//! Discord feed connection (REST, bot token).

use crate::config::{ConnectionConfig, EnvLookup};
use crate::connections::actions::{
    FEED_ACTIONS, FeedAction, READ_MESSAGES, REPLY_TO_MESSAGE, ReadMessagesArgs,
    ReplyToMessageArgs, decode_action,
};
use crate::connections::traits::Connection;
use crate::connections::ActionSpec;
use crate::error::{ConnectionError, Result};
use anyhow::Context as _;
use serde::Deserialize;
use serde_json::{Value, json};

const DEFAULT_API_BASE: &str = "https://discord.com/api/v10";

/// Discord rejects message content longer than this.
const MAX_MESSAGE_CHARS: usize = 2000;

/// Discord caps a single history page at 100 messages.
const MAX_PAGE_SIZE: u32 = 100;

/// Discord adapter state.
pub struct DiscordConnection {
    name: String,
    token: Option<String>,
    api_base: String,
    http_client: reqwest::Client,
}

#[derive(Debug, Deserialize)]
struct DiscordMessage {
    id: String,
    #[serde(default)]
    content: String,
    timestamp: Option<String>,
    author: DiscordUser,
}

#[derive(Debug, Deserialize)]
struct DiscordUser {
    username: String,
    #[serde(default)]
    bot: bool,
}

impl DiscordConnection {
    /// Create a new Discord connection.
    pub fn new(
        name: impl Into<String>,
        token: Option<String>,
        api_base: impl Into<String>,
    ) -> Result<Self> {
        let http_client = reqwest::Client::builder()
            .timeout(std::time::Duration::from_secs(30))
            .build()
            .context("failed to build HTTP client")?;

        Ok(Self {
            name: name.into(),
            token,
            api_base: api_base.into().trim_end_matches('/').to_string(),
            http_client,
        })
    }

    /// Token from the descriptor's `token` option or `DISCORD_TOKEN`.
    pub fn from_config(config: &ConnectionConfig, env: EnvLookup<'_>) -> Result<Self> {
        let token = config
            .option("token")
            .map(str::to_string)
            .or_else(|| env("DISCORD_TOKEN"));
        let api_base = config
            .option("api_base")
            .map(str::to_string)
            .or_else(|| env("DISCORD_API_BASE"))
            .unwrap_or_else(|| DEFAULT_API_BASE.to_string());

        Self::new(&config.name, token, api_base)
    }

    fn failure(&self, action: &str, message: impl Into<String>) -> ConnectionError {
        ConnectionError::ActionFailed {
            connection: self.name.clone(),
            action: action.to_string(),
            message: message.into(),
        }
    }

    fn authorization(&self) -> String {
        format!("Bot {}", self.token.as_deref().unwrap_or_default())
    }

    async fn read_messages(&self, args: ReadMessagesArgs) -> Result<Value> {
        let url = format!("{}/channels/{}/messages", self.api_base, args.channel_id);

        let response = self
            .http_client
            .get(&url)
            .header("Authorization", self.authorization())
            .query(&[("limit", args.count.clamp(1, MAX_PAGE_SIZE))])
            .send()
            .await
            .map_err(|error| ConnectionError::FeedFetch {
                connection: self.name.clone(),
                message: error.to_string(),
            })?;

        let status = response.status();
        if !status.is_success() {
            let body = response.text().await.unwrap_or_default();
            return Err(ConnectionError::FeedFetch {
                connection: self.name.clone(),
                message: format!("HTTP {status}: {}", truncate(&body, 200)),
            }
            .into());
        }

        let messages: Vec<DiscordMessage> = response
            .json()
            .await
            .map_err(|error| {
                self.failure(READ_MESSAGES, format!("invalid message list: {error}"))
            })?;

        // Discord returns newest first, which is what the feed contract promises.
        let messages: Vec<Value> = messages
            .into_iter()
            .map(|message| {
                let author = if message.author.bot {
                    format!("{} APP", message.author.username)
                } else {
                    message.author.username
                };
                let mut fields = json!({
                    "id": message.id,
                    "author": author,
                    "body": message.content,
                });
                if let Some(timestamp) = message.timestamp {
                    fields["timestamp"] = Value::String(timestamp);
                }
                fields
            })
            .collect();

        tracing::debug!(connection = %self.name, count = messages.len(), "read messages");
        Ok(Value::Array(messages))
    }

    async fn reply_to_message(&self, args: ReplyToMessageArgs) -> Result<Value> {
        let url = format!("{}/channels/{}/messages", self.api_base, args.channel_id);

        let (content, was_truncated) = truncate_chars(&args.text, MAX_MESSAGE_CHARS);
        if was_truncated {
            tracing::warn!(
                message_id = %args.message_id,
                limit = MAX_MESSAGE_CHARS,
                "reply exceeds Discord limit, truncating"
            );
        }

        let response = self
            .http_client
            .post(&url)
            .header("Authorization", self.authorization())
            .json(&json!({
                "content": content,
                "message_reference": { "message_id": args.message_id },
                "allowed_mentions": { "replied_user": true },
            }))
            .send()
            .await
            .map_err(|error| self.failure(REPLY_TO_MESSAGE, error.to_string()))?;

        let status = response.status();
        if !status.is_success() {
            let body = response.text().await.unwrap_or_default();
            return Err(self
                .failure(REPLY_TO_MESSAGE, format!("HTTP {status}: {}", truncate(&body, 200)))
                .into());
        }

        tracing::debug!(connection = %self.name, message_id = %args.message_id, "reply posted");
        Ok(Value::Bool(true))
    }
}

impl Connection for DiscordConnection {
    fn name(&self) -> &str {
        &self.name
    }

    fn actions(&self) -> &'static [ActionSpec] {
        FEED_ACTIONS
    }

    fn is_configured(&self) -> bool {
        self.token.as_deref().is_some_and(|token| !token.trim().is_empty())
    }

    async fn perform(&self, action: &str, args: Value) -> Result<Value> {
        match decode_action(&self.name, action, args)? {
            FeedAction::ReadMessages(args) => self.read_messages(args).await,
            FeedAction::ReplyToMessage(args) => self.reply_to_message(args).await,
        }
    }
}

fn truncate_chars(text: &str, max_chars: usize) -> (&str, bool) {
    match text.char_indices().nth(max_chars) {
        Some((byte_index, _character)) => (&text[..byte_index], true),
        None => (text, false),
    }
}

fn truncate(text: &str, max_chars: usize) -> &str {
    truncate_chars(text, max_chars).0
}

#[cfg(test)]
mod tests {
    use super::*;

    #[test]
    fn configured_only_with_a_token() {
        let config = ConnectionConfig {
            name: "discord".into(),
            options: serde_json::Map::new(),
        };

        let without = DiscordConnection::from_config(&config, &|_| None).expect("builds");
        assert!(!Connection::is_configured(&without));

        let with = DiscordConnection::from_config(&config, &|key| {
            (key == "DISCORD_TOKEN").then(|| "secret".to_string())
        })
        .expect("builds");
        assert!(Connection::is_configured(&with));
        assert_eq!(with.api_base, DEFAULT_API_BASE);
    }

    #[test]
    fn truncates_on_character_boundaries() {
        let (text, was_truncated) = truncate_chars("ab→cd", 3);
        assert!(was_truncated);
        assert_eq!(text, "ab→");

        let (text, was_truncated) = truncate_chars("short", 10);
        assert!(!was_truncated);
        assert_eq!(text, "short");
    }
}
//! Reply composition: persona and retrieved context into a prompt pair, then
//! one generation call.

use crate::connections::ConnectionRegistry;
use crate::error::{GenerationError, Result};
use minijinja::{Environment, context};

const REPLY_TASK: &str = "reply_task";

const REPLY_TASK_TEMPLATE: &str = "\
Write a reply to this message: '{{ message }}'. \
You are {{ name }}. You have technical expertise, so your reply may include code snippets \
or technical explanations grounded in the question and your context. \
The chat renders markdown; use it where it helps readability. \
Replies are limited in length: any <think></think> reasoning you show, together with the \
reply itself, must be {{ char_limit }} characters or fewer.";

/// The two prompts sent to a generation provider.
#[derive(Debug, Clone, PartialEq, Eq)]
pub struct PromptPair {
    pub task_prompt: String,
    pub system_prompt: String,
}

/// Builds prompts for the agent's persona and asks a model provider for a reply.
pub struct ReplyComposer {
    name: String,
    persona: Vec<String>,
    char_limit: usize,
    model_provider: String,
    templates: Environment<'static>,
}

impl std::fmt::Debug for ReplyComposer {
    fn fmt(&self, f: &mut std::fmt::Formatter<'_>) -> std::fmt::Result {
        f.debug_struct("ReplyComposer")
            .field("name", &self.name)
            .field("model_provider", &self.model_provider)
            .finish_non_exhaustive()
    }
}

impl ReplyComposer {
    pub fn new(
        name: impl Into<String>,
        persona: Vec<String>,
        char_limit: usize,
        model_provider: impl Into<String>,
    ) -> Result<Self> {
        let mut templates = Environment::new();
        templates
            .add_template(REPLY_TASK, REPLY_TASK_TEMPLATE)
            .map_err(|error| GenerationError::Template(error.to_string()))?;

        Ok(Self {
            name: name.into(),
            persona,
            char_limit,
            model_provider: model_provider.into(),
            templates,
        })
    }

    pub fn model_provider(&self) -> &str {
        &self.model_provider
    }

    /// Build the prompt pair for a message. Pure apart from template rendering.
    pub fn compose(&self, message_body: &str, context: &[String]) -> Result<PromptPair> {
        let task_prompt = self
            .templates
            .get_template(REPLY_TASK)
            .and_then(|template| {
                template.render(context! {
                    name => &self.name,
                    message => message_body,
                    char_limit => self.char_limit,
                })
            })
            .map_err(|error| GenerationError::Template(error.to_string()))?;

        Ok(PromptPair {
            task_prompt,
            system_prompt: build_system_prompt(&self.persona, context),
        })
    }

    /// Compose and run one generation call on the selected model provider.
    pub async fn generate_reply(
        &self,
        registry: &ConnectionRegistry,
        message_body: &str,
        context: &[String],
    ) -> Result<String> {
        let prompts = self.compose(message_body, context)?;
        let reply = registry
            .generate_text(&self.model_provider, &prompts.task_prompt, &prompts.system_prompt)
            .await?;

        if reply.trim().is_empty() {
            return Err(GenerationError::EmptyReply.into());
        }

        Ok(reply)
    }
}

/// Persona lines, then a context block when there is context to show.
pub fn build_system_prompt(persona: &[String], context: &[String]) -> String {
    let mut prompt = persona.join("\n");

    if !context.is_empty() {
        prompt.push_str("\nThis is relevant context:\n");
        for snippet in context {
            prompt.push_str("- ");
            prompt.push_str(snippet);
            prompt.push('\n');
        }
    }

    prompt
}
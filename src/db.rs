//! Database connection management.

use crate::dedup::DedupStore;
use crate::error::{DbError, Result};
use anyhow::Context as _;
use sqlx::SqlitePool;
use sqlx::sqlite::{SqliteConnectOptions, SqlitePoolOptions};
use std::path::Path;

/// Database connections bundle.
pub struct Db {
    /// SQLite pool for the dedup ledger.
    pub sqlite: SqlitePool,

    /// LanceDB connection for context embeddings.
    pub lance: lancedb::Connection,
}

impl Db {
    /// Open (creating if needed) the SQLite file at `path` and the LanceDB
    /// directory next to it, and create the ledger table.
    pub async fn connect(path: &Path) -> Result<Self> {
        if let Some(parent) = path.parent().filter(|parent| !parent.as_os_str().is_empty()) {
            std::fs::create_dir_all(parent).with_context(|| {
                format!("failed to create data directory: {}", parent.display())
            })?;
        }

        let options = SqliteConnectOptions::new()
            .filename(path)
            .create_if_missing(true);
        let sqlite = SqlitePoolOptions::new()
            .max_connections(4)
            .connect_with(options)
            .await
            .map_err(DbError::SqliteConnect)?;

        DedupStore::new(sqlite.clone()).initialize().await?;

        let lance_path = path.with_extension("lancedb");
        std::fs::create_dir_all(&lance_path).with_context(|| {
            format!("failed to create LanceDB directory: {}", lance_path.display())
        })?;

        let lance = lancedb::connect(&lance_path.to_string_lossy())
            .execute()
            .await
            .map_err(|error| DbError::LanceConnect(error.to_string()))?;

        tracing::debug!(path = %path.display(), lance = %lance_path.display(), "databases ready");
        Ok(Self { sqlite, lance })
    }

    /// Close all database connections gracefully.
    pub async fn close(self) {
        self.sqlite.close().await;
        // LanceDB closes when dropped
    }
}

#[cfg(test)]
mod tests {
    use super::*;
    use crate::MessageId;

    #[tokio::test]
    async fn creates_ledger_and_lance_directory() {
        let dir = tempfile::tempdir().expect("tempdir");
        let path = dir.path().join("data").join("replybot.db");

        let db = Db::connect(&path).await.expect("databases open");
        let ledger = DedupStore::new(db.sqlite.clone());
        ledger
            .record_replied("chan-1", &MessageId::new("1"))
            .await
            .expect("ledger table exists");

        assert!(path.exists());
        assert!(dir.path().join("data").join("replybot.lancedb").is_dir());
        db.close().await;
    }
}
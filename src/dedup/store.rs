//! Replied-message storage (SQLite).
//!
//! A row exists for `(channel_id, message_id)` if and only if a reply was
//! posted for that message. Every call runs as its own statement on the pool,
//! so nothing is held open between ticks.

use crate::MessageId;
use crate::error::{DbError, Result};
use sqlx::SqlitePool;

/// Dedup ledger keyed by channel and message id.
#[derive(Clone)]
pub struct DedupStore {
    pool: SqlitePool,
}

fn persistence(operation: &'static str) -> impl FnOnce(sqlx::Error) -> DbError {
    move |error| DbError::Persistence(format!("{operation}: {error}"))
}

impl DedupStore {
    /// Create a new dedup store.
    pub fn new(pool: SqlitePool) -> Self {
        Self { pool }
    }

    /// Create the ledger table if it doesn't exist.
    pub async fn initialize(&self) -> Result<()> {
        sqlx::query(
            r#"
            CREATE TABLE IF NOT EXISTS replied_messages (
                channel_id TEXT NOT NULL,
                message_id TEXT NOT NULL,
                processed_at TIMESTAMP NOT NULL,
                PRIMARY KEY (channel_id, message_id)
            )
            "#,
        )
        .execute(&self.pool)
        .await
        .map_err(persistence("failed to create replied_messages table"))?;

        sqlx::query(
            "CREATE INDEX IF NOT EXISTS idx_replied_messages_processed_at \
             ON replied_messages(processed_at)",
        )
        .execute(&self.pool)
        .await
        .map_err(persistence("failed to create replied_messages index"))?;

        Ok(())
    }

    /// Whether a reply was already recorded for this message.
    pub async fn has_replied(&self, channel_id: &str, message_id: &MessageId) -> Result<bool> {
        let exists: i64 = sqlx::query_scalar(
            "SELECT EXISTS(SELECT 1 FROM replied_messages WHERE channel_id = ? AND message_id = ?)",
        )
        .bind(channel_id)
        .bind(message_id.as_str())
        .fetch_one(&self.pool)
        .await
        .map_err(persistence("failed to check replied message"))?;

        Ok(exists != 0)
    }

    /// Record that a reply was posted. Recording the same message twice is a no-op.
    pub async fn record_replied(&self, channel_id: &str, message_id: &MessageId) -> Result<()> {
        let result = sqlx::query(
            r#"
            INSERT INTO replied_messages (channel_id, message_id, processed_at)
            VALUES (?, ?, ?)
            ON CONFLICT(channel_id, message_id) DO NOTHING
            "#,
        )
        .bind(channel_id)
        .bind(message_id.as_str())
        .bind(chrono::Utc::now())
        .execute(&self.pool)
        .await
        .map_err(persistence("failed to record replied message"))?;

        if result.rows_affected() == 0 {
            tracing::debug!(%channel_id, %message_id, "reply already recorded");
        }

        Ok(())
    }

    /// Delete records processed longer than `older_than` ago. Returns rows removed.
    pub async fn retention_sweep(&self, older_than: chrono::Duration) -> Result<u64> {
        let cutoff = chrono::Utc::now() - older_than;

        let result = sqlx::query("DELETE FROM replied_messages WHERE processed_at < ?")
            .bind(cutoff)
            .execute(&self.pool)
            .await
            .map_err(persistence("failed to sweep replied messages"))?;

        Ok(result.rows_affected())
    }
}

#[cfg(test)]
mod tests {
    use super::*;
    use crate::Error;
    use sqlx::sqlite::SqlitePoolOptions;

    async fn setup_store() -> DedupStore {
        let pool = SqlitePoolOptions::new()
            .max_connections(1)
            .connect("sqlite::memory:")
            .await
            .expect("in-memory sqlite should connect");

        let store = DedupStore::new(pool);
        store.initialize().await.expect("schema should be created");
        store
    }

    #[tokio::test]
    async fn records_are_scoped_by_channel() {
        let store = setup_store().await;
        let id = MessageId::new("1001");

        assert!(!store.has_replied("general", &id).await.expect("lookup"));

        store.record_replied("general", &id).await.expect("record");

        assert!(store.has_replied("general", &id).await.expect("lookup"));
        assert!(!store.has_replied("random", &id).await.expect("lookup"));
    }

    #[tokio::test]
    async fn duplicate_records_are_harmless() {
        let store = setup_store().await;
        let id = MessageId::new("7");

        store.record_replied("general", &id).await.expect("first record");
        store
            .record_replied("general", &id)
            .await
            .expect("second record must not fail");

        let count: i64 = sqlx::query_scalar("SELECT COUNT(*) FROM replied_messages")
            .fetch_one(&store.pool)
            .await
            .expect("count");
        assert_eq!(count, 1);
    }

    #[tokio::test]
    async fn retention_sweep_only_removes_old_records() {
        let store = setup_store().await;

        sqlx::query(
            "INSERT INTO replied_messages (channel_id, message_id, processed_at) VALUES (?, ?, ?)",
        )
        .bind("general")
        .bind("1")
        .bind(chrono::Utc::now() - chrono::Duration::days(45))
        .execute(&store.pool)
        .await
            .expect("insert old record");
        store
            .record_replied("general", &MessageId::new("2"))
            .await
            .expect("record fresh");

        let removed = store
            .retention_sweep(chrono::Duration::days(30))
            .await
            .expect("sweep");

        assert_eq!(removed, 1);
        assert!(!store.has_replied("general", &MessageId::new("1")).await.expect("lookup"));
        assert!(store.has_replied("general", &MessageId::new("2")).await.expect("lookup"));
    }

    #[tokio::test]
    async fn storage_failures_surface_as_persistence_errors() {
        let store = setup_store().await;
        store.pool.close().await;

        let error = store
            .record_replied("general", &MessageId::new("3"))
            .await
            .expect_err("closed pool must fail");

        assert!(matches!(error, Error::Db(DbError::Persistence(_))));
        assert!(!error.is_fatal());
    }
}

# Work to complete
Take the lines from the first line of the listing to the line containing "use crate::connections::traits::Connection;". Please print them exactly, ends included, with nothing else.

# Expected answer
//! Discord feed connection (REST, bot token).

use crate::config::{ConnectionConfig, EnvLookup};
use crate::connections::actions::{
    FEED_ACTIONS, FeedAction, READ_MESSAGES, REPLY_TO_MESSAGE, ReadMessagesArgs,
    ReplyToMessageArgs, decode_action,
};
use crate::connections::traits::Connection;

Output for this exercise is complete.